UCD team using AI to help diagnose preeclampsia toxaemia wins a SFI Future Innovator Prize

Posted 5 August, 2021

A project at University College Dublin addressing the significant challenge of diagnosing preeclamptic toxaemia (PET), one of the world’s deadliest pregnancy complications, has been awarded a SFI Future Innovator Prize.

AI_PREMie uses cutting-edge biomedical, clinical and machine learning techniques to analyse a combination of biomarker signals and clinically relevant maternal data, to provide a straightforward assessment of pregnancies at risk of PET complications, thereby helping to prevent unnecessary adverse outcomes for mothers and babies.

PET is a serious complication affecting one in every 10 pregnancies, and annually kills 50,000 mothers and 500,000 babies worldwide.

The AI_PREMie team led by Professor Patricia Maguire, UCD School of Biomolecular and Biomedical Science, includes Dr Paulina Szklanna, and Professor Mary Higgins and Professor Fionnuala Ní Áinle, UCD School of Medicine.

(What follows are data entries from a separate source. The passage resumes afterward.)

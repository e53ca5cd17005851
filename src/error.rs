//! use rootca::error::RootCaError;

use thiserror::Error;

/// Represents errors that can occur while building a root certificate authority.
///
/// Every failure is returned to the caller; nothing in the crate retries.
#[derive(Debug, Error, Clone)]
pub enum RootCaError {
    /// The key primitive rejected the requested parameters or ran out of entropy.
    #[error("Key generation error: {0}")]
    KeyGenerationError(String),

    /// Encoding or signing the certificate template failed.
    #[error("Signing error: {0}")]
    SigningError(String),

    /// Error during data encoding.
    #[error("Failed to encode data: {0}")]
    EncodingError(String),

    /// Error during data decoding.
    #[error("Failed to decode data: {0}")]
    DecodingError(String),

    /// Error due to invalid input.
    #[error("Invalid input: {0}")]
    InvalidInput(String),

    /// A signature did not verify against the supplied public key.
    #[error("Verification error: {0}")]
    VerificationError(String),
}

impl From<der::Error> for RootCaError {
    /// Converts a `der::Error` into a `RootCaError`.
    fn from(err: der::Error) -> Self {
        RootCaError::DecodingError(err.to_string())
    }
}

pub type Result<T> = std::result::Result<T, RootCaError>;
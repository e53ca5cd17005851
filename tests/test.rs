mod util;

use rootca::authority::{create_certificate_authority, create_certificate_authority_with_options};
use rootca::cert::Certificate;
use rootca::cert::constraints::NameConstraintSet;
use rootca::cert::extensions::KeyUsages;
use rootca::cert::options::with_pathlen_option;
use rootca::cert::params::Validity;
use rootca::error::RootCaError;
use rootca::key::KeyPair;
use time::OffsetDateTime;

#[test]
fn test_create_certificate_authority() {
    let key = KeyPair::generate_rsa(util::RSA_BITS).expect("Failed creating rsa key");
    let ca = create_certificate_authority(
        &key,
        &util::ca_subject(),
        &util::five_years(),
        &NameConstraintSet::permitted([".example.com"]),
    )
    .expect("Failed creating certificate authority");
    let raw = ca.raw_certificate().expect("Failed to decode certificate");

    raw.check_signature_from(&raw)
        .expect("Failed to check signature");

    assert_eq!(raw.subject().unwrap().organizational_unit, "OU");
    assert_eq!(raw.subject().unwrap(), util::ca_subject());
    assert_eq!(raw.issuer().unwrap(), util::ca_subject());

    let now = OffsetDateTime::now_utc();
    assert!(now > raw.not_before(), "Failed to be after NotBefore");
    assert!(now < raw.not_after(), "Failed to be before NotAfter");

    assert!(
        raw.permitted_dns_domains_critical().unwrap(),
        "Permitted DNS Domains is not set to critical"
    );
    assert_eq!(raw.permitted_dns_domains().unwrap(), vec![".example.com"]);
    assert!(raw.excluded_dns_domains().unwrap().is_empty());

    assert!(raw.is_ca().unwrap());
    assert_eq!(raw.max_path_len().unwrap(), -1);
    assert!(!raw.max_path_len_zero().unwrap());
}

#[test]
fn test_create_certificate_authority_with_options() {
    let cases = [(0, false), (1, false), (0, true), (1, true)];

    for (pathlen, exclude_pathlen) in cases {
        let name = format!("pathlen: {pathlen}, excludePathlen: {exclude_pathlen}");
        let key = KeyPair::generate_ecdsa_p256();
        let ca = util::generate_ca(&key, [with_pathlen_option(pathlen, exclude_pathlen)]);
        let raw = ca.raw_certificate().expect("Failed to decode certificate");

        raw.check_signature_from(&raw)
            .unwrap_or_else(|e| panic!("{name}: Failed to check signature: {e}"));
        assert_eq!(raw.subject().unwrap().organizational_unit, "OU", "{name}");

        let now = OffsetDateTime::now_utc();
        assert!(now > raw.not_before(), "{name}");
        assert!(now < raw.not_after(), "{name}");

        assert!(raw.permitted_dns_domains_critical().unwrap(), "{name}");
        assert_eq!(
            raw.permitted_dns_domains().unwrap(),
            vec![".example.com"],
            "{name}"
        );

        let expected = if exclude_pathlen {
            -1
        } else {
            i32::from(pathlen)
        };
        assert_eq!(raw.max_path_len().unwrap(), expected, "{name}: Wrong MaxPathLen value");
        assert_eq!(
            raw.max_path_len_zero().unwrap(),
            !exclude_pathlen && pathlen == 0,
            "{name}"
        );
    }
}

#[test]
fn test_key_usage_and_subject_key_id() {
    let key = KeyPair::generate_ecdsa_p256();
    let raw = util::generate_ca(&key, std::iter::empty()).raw_certificate().unwrap();

    let usage = raw.key_usage().unwrap().expect("key usage is present");
    assert!(usage.contains(KeyUsages::KeyCertSign));
    assert!(usage.contains(KeyUsages::CRLSign));

    let (critical, _) = raw
        .extension::<rootca::cert::extensions::KeyUsage>()
        .unwrap()
        .unwrap();
    assert!(critical);

    let ski = raw.subject_key_id().unwrap().expect("subject key id is present");
    assert_eq!(ski.len(), 20);
    assert_eq!(raw.public_key().unwrap(), key.public_key());
}

#[test]
fn test_excluded_domains() {
    let key = KeyPair::generate_ecdsa_p256();
    let domains = NameConstraintSet::builder()
        .permitted_dns_domains(vec![".example.com".to_string(), ".example.org".to_string()])
        .excluded_dns_domains(vec![".dev.example.com".to_string()])
        .build();
    let ca = create_certificate_authority(&key, &util::ca_subject(), &util::five_years(), &domains)
        .unwrap();
    let raw = ca.raw_certificate().unwrap();

    assert_eq!(
        raw.permitted_dns_domains().unwrap(),
        vec![".example.com", ".example.org"]
    );
    assert_eq!(raw.excluded_dns_domains().unwrap(), vec![".dev.example.com"]);
    assert!(raw.permitted_dns_domains_critical().unwrap());
}

#[test]
fn test_raw_certificate_is_deterministic() {
    let key = KeyPair::generate_ecdsa_p256();
    let ca = util::generate_ca(&key, [with_pathlen_option(1, false)]);

    let first = ca.raw_certificate().unwrap();
    let second = ca.raw_certificate().unwrap();
    assert_eq!(first, second);
}

#[test]
fn test_concurrent_construction_is_independent() {
    let (first, second) = std::thread::scope(|scope| {
        let build = || {
            let key = KeyPair::generate_ecdsa_p256();
            util::generate_ca(&key, std::iter::empty()).raw_certificate().unwrap()
        };
        let a = scope.spawn(build);
        let b = scope.spawn(build);
        (a.join().unwrap(), b.join().unwrap())
    });

    assert_ne!(first.serial_number(), second.serial_number());
    assert_ne!(first.public_key().unwrap(), second.public_key().unwrap());
    first.check_signature_from(&first).unwrap();
    second.check_signature_from(&second).unwrap();
}

#[test]
fn test_signature_from_other_ca_is_rejected() {
    let first = util::generate_ca(&KeyPair::generate_ecdsa_p256(), std::iter::empty())
        .raw_certificate()
        .unwrap();
    let second = util::generate_ca(&KeyPair::generate_ecdsa_p256(), std::iter::empty())
        .raw_certificate()
        .unwrap();

    let err = first.check_signature_from(&second).unwrap_err();
    assert!(matches!(err, RootCaError::VerificationError(_)));
}

#[test]
fn test_pem_round_trip() {
    let key = KeyPair::generate_ecdsa_p256();
    let ca = util::generate_ca(&key, [with_pathlen_option(0, false)]);

    let pem = ca.to_pem();
    assert!(pem.starts_with("-----BEGIN CERTIFICATE-----\n"));

    let parsed = Certificate::from_pem(&pem).unwrap();
    assert_eq!(&parsed, ca.certificate());
    assert_eq!(parsed.decode().unwrap(), ca.raw_certificate().unwrap());
}

#[test]
fn test_rsa_and_ecdsa_keys_sign_with_matching_algorithms() -> Result<(), RootCaError> {
    let rsa_key = KeyPair::generate_rsa(util::RSA_BITS)?;
    let ec_key = KeyPair::generate_ecdsa_p256();

    for key in [rsa_key, ec_key] {
        let ca = create_certificate_authority_with_options(
            &key,
            &util::ca_subject(),
            &util::five_years(),
            &NameConstraintSet::default(),
            [with_pathlen_option(2, false)],
        )?;
        let raw = ca.raw_certificate()?;
        assert_eq!(raw.signature_algorithm()?, key.signature_algorithm());
        assert_eq!(raw.max_path_len()?, 2);
        raw.check_signature_from(&raw)?;
    }
    Ok(())
}

#[test]
fn test_corrupt_der_is_rejected() {
    let key = KeyPair::generate_ecdsa_p256();
    let ca = util::generate_ca(&key, std::iter::empty());
    let mut der = ca.to_der().to_vec();
    der.truncate(der.len() / 2);

    let err = Certificate::from_der(&der).unwrap_err();
    assert!(matches!(err, RootCaError::DecodingError(_)));
}

#[test]
fn test_sub_second_validity_window_is_rejected() {
    let second = OffsetDateTime::now_utc().replace_nanosecond(0).unwrap();
    let validity = Validity {
        not_before: second + time::Duration::milliseconds(100),
        not_after: second + time::Duration::milliseconds(600),
    };

    let err = create_certificate_authority(
        &KeyPair::generate_ecdsa_p256(),
        &util::ca_subject(),
        &validity,
        &NameConstraintSet::default(),
    )
    .unwrap_err();
    assert!(matches!(err, RootCaError::InvalidInput(_)));
}

#[test]
fn test_validity_with_local_offset_keeps_the_instant() {
    let offset = time::UtcOffset::from_hms(-5, 0, 0).unwrap();
    let not_after = (OffsetDateTime::now_utc() + time::Duration::days(30))
        .replace_nanosecond(0)
        .unwrap()
        .to_offset(offset);
    let key = KeyPair::generate_ecdsa_p256();
    let ca = create_certificate_authority(
        &key,
        &util::ca_subject(),
        &Validity::until(not_after).unwrap(),
        &NameConstraintSet::default(),
    )
    .unwrap();

    assert_eq!(ca.raw_certificate().unwrap().not_after(), not_after);
}
use serde::{Deserialize, Serialize};

/// Owner identifier stamped on every record served by the local backend.
/// The on-disk schema has no owner column; this sentinel is injected on read.
pub const LOCAL_USER_ID: &str = "local-user";

/// One prompt record as exchanged with callers.
///
/// `id` is an epoch-millisecond timestamp stringified at creation time and
/// `created_at` an ISO-8601 stamp; both are set once and never mutated.
#[derive(Debug, Clone, PartialEq, Eq, Serialize, Deserialize)]
pub struct Prompt {
    pub id: String,
    pub title: String,
    pub text: String,
    pub image_url: Option<String>,
    pub user_id: String,
    pub created_at: String,
}

/// The caller-supplied part of a record, before identity fields are stamped.
#[derive(Debug, Clone, PartialEq, Eq, Serialize, Deserialize)]
pub struct NewPrompt {
    pub title: String,
    pub text: String,
    pub image_url: Option<String>,
}
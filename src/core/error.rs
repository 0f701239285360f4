use thiserror::Error;

#[derive(Error, Debug)]
pub enum VaultError {
    /// Error raised by the embedded SQL engine, surfaced unmodified.
    #[error(transparent)]
    Engine(#[from] rusqlite::Error),

    #[error("Storage error: {0}")]
    Storage(String),

    #[error("Object store '{0}' not found")]
    StoreNotFound(String),

    #[error("Database is at version {stored}, cannot open at older version {requested}")]
    VersionMismatch { requested: u32, stored: u32 },

    #[error("Read-only transaction: {0}")]
    ReadOnly(String),

    #[error("Transaction spans {0} object stores, name one explicitly")]
    AmbiguousStore(usize),

    #[error("Serialization error: {0}")]
    Serialization(String),

    #[error("Lock error: {0}")]
    Lock(String),
}

pub type Result<T> = std::result::Result<T, VaultError>;

impl<T> From<std::sync::PoisonError<T>> for VaultError {
    fn from(err: std::sync::PoisonError<T>) -> Self {
        Self::Lock(err.to_string())
    }
}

Minister for Further and Higher Education, Research, Innovation and Science, Simon Harris TD, together with Minister of State for Overseas Development and Diaspora, Colm Brophy TD, awarded the project a SFI Future Innovator Prize of €500,000 under the Artificial Intelligence (AI) for Societal Good Challenge.

“The AI_PREMie project team and I are absolutely delighted and honoured to receive this special prize in recognition of our new AI-powered risk stratification platform for preeclampsia,” said Professor Maguire.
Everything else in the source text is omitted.